- [PROBLEM TO WORK ON]: Whenever a line below includes the word "ExtractStats", copy that line.

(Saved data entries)
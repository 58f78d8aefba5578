//! The row-stream boundary.
//!
//! The core crates never look at CSV syntax. They consume and produce rows
//! (ordered cell sequences) through plain iterators and the [`RowSink`]
//! trait; the `csv` crate does the byte-level work at the process edges.

use std::io;

use crate::error::Result;

/// One record of a tabular stream: an ordered sequence of cells.
///
/// Cells are kept as text. Integers are parsed lazily and only where an
/// integer is actually expected (the reference column of a mapping store).
pub type Row = Vec<String>;

/// Destination for rows, one at a time, in order.
pub trait RowSink {
    fn write_row(&mut self, row: &[String]) -> Result<()>;

    /// Pushes buffered rows down to the underlying medium.
    fn flush(&mut self) -> Result<()> {
        Ok(())
    }
}

impl<T: RowSink + ?Sized> RowSink for &mut T {
    fn write_row(&mut self, row: &[String]) -> Result<()> {
        (**self).write_row(row)
    }

    fn flush(&mut self) -> Result<()> {
        (**self).flush()
    }
}

impl<W: io::Write> RowSink for csv::Writer<W> {
    fn write_row(&mut self, row: &[String]) -> Result<()> {
        self.write_record(row)?;
        Ok(())
    }

    fn flush(&mut self) -> Result<()> {
        csv::Writer::flush(self)?;
        Ok(())
    }
}

/// In-memory sink; rows are collected in order.
impl RowSink for Vec<Row> {
    fn write_row(&mut self, row: &[String]) -> Result<()> {
        self.push(row.to_vec());
        Ok(())
    }
}

/// Adapts a `csv` reader into a row iterator, header row included.
///
/// The reader must be built with `has_headers(false)` so the first row
/// reaches the consumer; header interpretation belongs to [`Header`].
///
/// [`Header`]: crate::header::Header
pub fn read_rows<R: io::Read>(reader: csv::Reader<R>) -> impl Iterator<Item = Result<Row>> {
    reader.into_records().map(|record| {
        let record = record?;
        Ok(record.iter().map(str::to_string).collect())
    })
}
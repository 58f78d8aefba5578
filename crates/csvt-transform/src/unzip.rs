//! Vertical split of one stream into two, linked by a synthetic id column.

use csvt_model::{CsvtError, Header, Row, RowSink};

use crate::error::Result;

/// Splits `rows` into two streams: the named `fields` (in given order) and
/// everything else (in header order), each prefixed with a synthetic id
/// column so the halves can be zipped back together. Data rows are numbered
/// from 0; the header rows carry `id_field` as the id cell.
///
/// Fails with `DuplicateFields` if `id_field` already exists in the source.
pub fn unzip<I, S, U>(
    rows: I,
    fields: &[&str],
    id_field: &str,
    spec_output: &mut S,
    rest_output: &mut U,
) -> Result<()>
where
    I: IntoIterator<Item = csvt_model::Result<Row>>,
    S: RowSink,
    U: RowSink,
{
    let mut rows = rows.into_iter();
    let header_row = rows.next().ok_or(CsvtError::MissingHeader)??;
    let header = Header::new(&header_row);

    if header.contains(id_field) {
        return Err(CsvtError::DuplicateFields(vec![id_field.to_string()]).into());
    }

    let extract_spec = header.projection(fields.iter().copied())?;
    let rest_fields = header
        .fields()
        .iter()
        .map(String::as_str)
        .filter(|field| !fields.contains(field));
    let extract_rest = header.projection(rest_fields)?;

    let mut split_row = |id_cell: String, row: &[String]| -> Result<()> {
        let mut spec_row = vec![id_cell.clone()];
        spec_row.extend(extract_spec.apply(row)?);
        spec_output.write_row(&spec_row)?;

        let mut rest_row = vec![id_cell];
        rest_row.extend(extract_rest.apply(row)?);
        rest_output.write_row(&rest_row)?;
        Ok(())
    };

    split_row(id_field.to_string(), &header_row)?;
    for (id, row) in rows.enumerate() {
        let row = row?;
        split_row(id.to_string(), &row)?;
    }
    Ok(())
}
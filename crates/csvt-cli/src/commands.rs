//! Thin wiring from parsed arguments to the stream-level pipeline.

use std::fs::{self, File};
use std::io;

use anyhow::{Context, Result};
use tracing::debug;

use csvt_cli::pipeline::{
    extract_map, rmfields_streams, select_streams, unzip_streams, zip_streams,
};

use crate::cli::{ExtractMapArgs, RmfieldsArgs, SelectArgs, UnzipArgs, ZipArgs};
use crate::summary::print_summary;

pub fn run_extract_map(args: &ExtractMapArgs) -> Result<()> {
    let stats = extract_map(
        &args.entity_fields,
        &args.ref_field,
        &args.map_file,
        args.duplicates.into(),
        io::stdin().lock(),
        io::stdout().lock(),
    )?;
    print_summary(args.summary, &stats, &args.map_file);
    Ok(())
}

pub fn run_zip(args: &ZipArgs) -> Result<()> {
    let other = File::open(&args.other_file)
        .with_context(|| format!("open {}", args.other_file.display()))?;
    zip_streams(io::stdin().lock(), other, args.keep_id, io::stdout().lock())?;
    if args.remove_other_file {
        debug!(file = %args.other_file.display(), "removing zipped input");
        fs::remove_file(&args.other_file)
            .with_context(|| format!("remove {}", args.other_file.display()))?;
    }
    Ok(())
}

pub fn run_unzip(args: &UnzipArgs) -> Result<()> {
    let rest = File::create(&args.rest_file)
        .with_context(|| format!("create {}", args.rest_file.display()))?;
    unzip_streams(
        io::stdin().lock(),
        &args.fields,
        &args.id_field,
        io::stdout().lock(),
        rest,
    )
}

pub fn run_select(args: &SelectArgs) -> Result<()> {
    select_streams(io::stdin().lock(), &args.fields, io::stdout().lock())
}

pub fn run_rmfields(args: &RmfieldsArgs) -> Result<()> {
    rmfields_streams(io::stdin().lock(), &args.fields, io::stdout().lock())
}
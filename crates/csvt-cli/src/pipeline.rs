//! Stream-level command implementations.
//!
//! Each function here takes its inputs and outputs as generic readers and
//! writers so the binary can pass stdin/stdout and tests can pass buffers.
//! File handling for the mapping store (read-then-append, create with
//! header) lives here too.

use std::fs::{self, File, OpenOptions};
use std::io::{self, Read, Seek, SeekFrom, Write};
use std::path::Path;

use anyhow::{Context, Result};
use tracing::{info, warn};

use csvt_map::{DuplicatePolicy, EntityExtractor, ExtractStats};
use csvt_model::{FieldsMap, read_rows};
use csvt_transform::{rmfields, select, unzip, zip};

/// Builds a reader that surfaces the header as an ordinary first row.
fn row_reader<R: Read>(input: R) -> csv::Reader<R> {
    csv::ReaderBuilder::new().has_headers(false).from_reader(input)
}

/// Entity extraction over a mapping store file.
///
/// The store is read fully and then appended to if it exists, created with
/// a fresh header otherwise. A store whose last line lacks a trailing
/// newline (externally edited or merged) is repaired with one before
/// appending. The store file is the caller's to serialize: two concurrent
/// runs against one store are undefined behavior.
pub fn extract_map<R, W>(
    entity_fields: &str,
    ref_field: &str,
    map_file: &Path,
    policy: DuplicatePolicy,
    input: R,
    output: W,
) -> Result<ExtractStats>
where
    R: Read,
    W: Write,
{
    let ref_field_map = FieldsMap::parse(ref_field).context("parse reference field spec")?;
    let fields_map = FieldsMap::parse(entity_fields).context("parse entity fields spec")?;

    let input_rows = read_rows(row_reader(input));
    let mut data_out = csv::Writer::from_writer(output);

    let stats = if map_file.exists() {
        info!(map_file = %map_file.display(), "extending existing mapping store");
        let mut store = File::open(map_file)
            .with_context(|| format!("open mapping store {}", map_file.display()))?;
        let unterminated = missing_final_newline(&mut store)?;
        let store_rows = read_rows(row_reader(store));
        let mut append_file = OpenOptions::new()
            .append(true)
            .open(map_file)
            .with_context(|| format!("append to mapping store {}", map_file.display()))?;
        if unterminated {
            // without this, the first appended mapping would splice onto
            // the store's last record
            append_file.write_all(b"\n")?;
        }
        let appender = csv::Writer::from_writer(append_file);
        let mut extractor =
            EntityExtractor::with_existing_store(ref_field_map, fields_map, store_rows, appender, policy)?;
        extractor.extract(input_rows, &mut data_out)?
    } else {
        info!(map_file = %map_file.display(), "creating mapping store");
        let appender = csv::Writer::from_writer(
            OpenOptions::new()
                .create_new(true)
                .append(true)
                .open(map_file)
                .with_context(|| format!("create mapping store {}", map_file.display()))?,
        );
        // an invalid field spec must not leave an empty store behind; a
        // later run would see an existing file with no header and refuse it
        let mut extractor =
            match EntityExtractor::with_new_store(ref_field_map, fields_map, appender) {
                Ok(extractor) => extractor,
                Err(error) => {
                    if let Err(remove_error) = fs::remove_file(map_file) {
                        warn!(
                            map_file = %map_file.display(),
                            %remove_error,
                            "failed to remove half-created mapping store"
                        );
                    }
                    return Err(error.into());
                }
            };
        extractor.extract(input_rows, &mut data_out)?
    };

    data_out.flush()?;
    Ok(stats)
}

/// True when the file is non-empty and its last byte is not a newline.
/// Leaves the cursor back at the start.
fn missing_final_newline(file: &mut File) -> io::Result<bool> {
    let len = file.seek(SeekFrom::End(0))?;
    let missing = if len == 0 {
        false
    } else {
        file.seek(SeekFrom::End(-1))?;
        let mut tail = [0u8; 1];
        file.read_exact(&mut tail)?;
        tail[0] != b'\n'
    };
    file.seek(SeekFrom::Start(0))?;
    Ok(missing)
}

/// Zips `input` with `other` on their single shared field.
pub fn zip_streams<R1, R2, W>(input: R1, other: R2, keep_id: bool, output: W) -> Result<()>
where
    R1: Read,
    R2: Read,
    W: Write,
{
    let mut data_out = csv::Writer::from_writer(output);
    zip(
        read_rows(row_reader(input)),
        read_rows(row_reader(other)),
        keep_id,
        &mut data_out,
    )?;
    data_out.flush()?;
    Ok(())
}

/// Splits `input` into the named fields (to `spec_output`) and the rest
/// (to `rest_output`), both id-linked.
pub fn unzip_streams<R, W1, W2>(
    input: R,
    fields: &str,
    id_field: &str,
    spec_output: W1,
    rest_output: W2,
) -> Result<()>
where
    R: Read,
    W1: Write,
    W2: Write,
{
    let fields: Vec<&str> = fields.split(',').collect();
    let mut spec_out = csv::Writer::from_writer(spec_output);
    let mut rest_out = csv::Writer::from_writer(rest_output);
    unzip(
        read_rows(row_reader(input)),
        &fields,
        id_field,
        &mut spec_out,
        &mut rest_out,
    )?;
    spec_out.flush()?;
    rest_out.flush()?;
    Ok(())
}

/// Selects, reorders and renames columns through a field map.
pub fn select_streams<R, W>(input: R, fields: &str, output: W) -> Result<()>
where
    R: Read,
    W: Write,
{
    let fields_map = FieldsMap::parse(fields).context("parse field spec")?;
    let mut data_out = csv::Writer::from_writer(output);
    select(read_rows(row_reader(input)), &fields_map, &mut data_out)?;
    data_out.flush()?;
    Ok(())
}

/// Removes the named columns.
pub fn rmfields_streams<R, W>(input: R, fields: &str, output: W) -> Result<()>
where
    R: Read,
    W: Write,
{
    let fields: Vec<&str> = fields.split(',').collect();
    let mut data_out = csv::Writer::from_writer(output);
    rmfields(read_rows(row_reader(input)), &fields, &mut data_out)?;
    data_out.flush()?;
    Ok(())
}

- [ANSWER SECTION]:
use csvt_map::{DuplicatePolicy, EntityExtractor, ExtractStats};
) -> Result<ExtractStats>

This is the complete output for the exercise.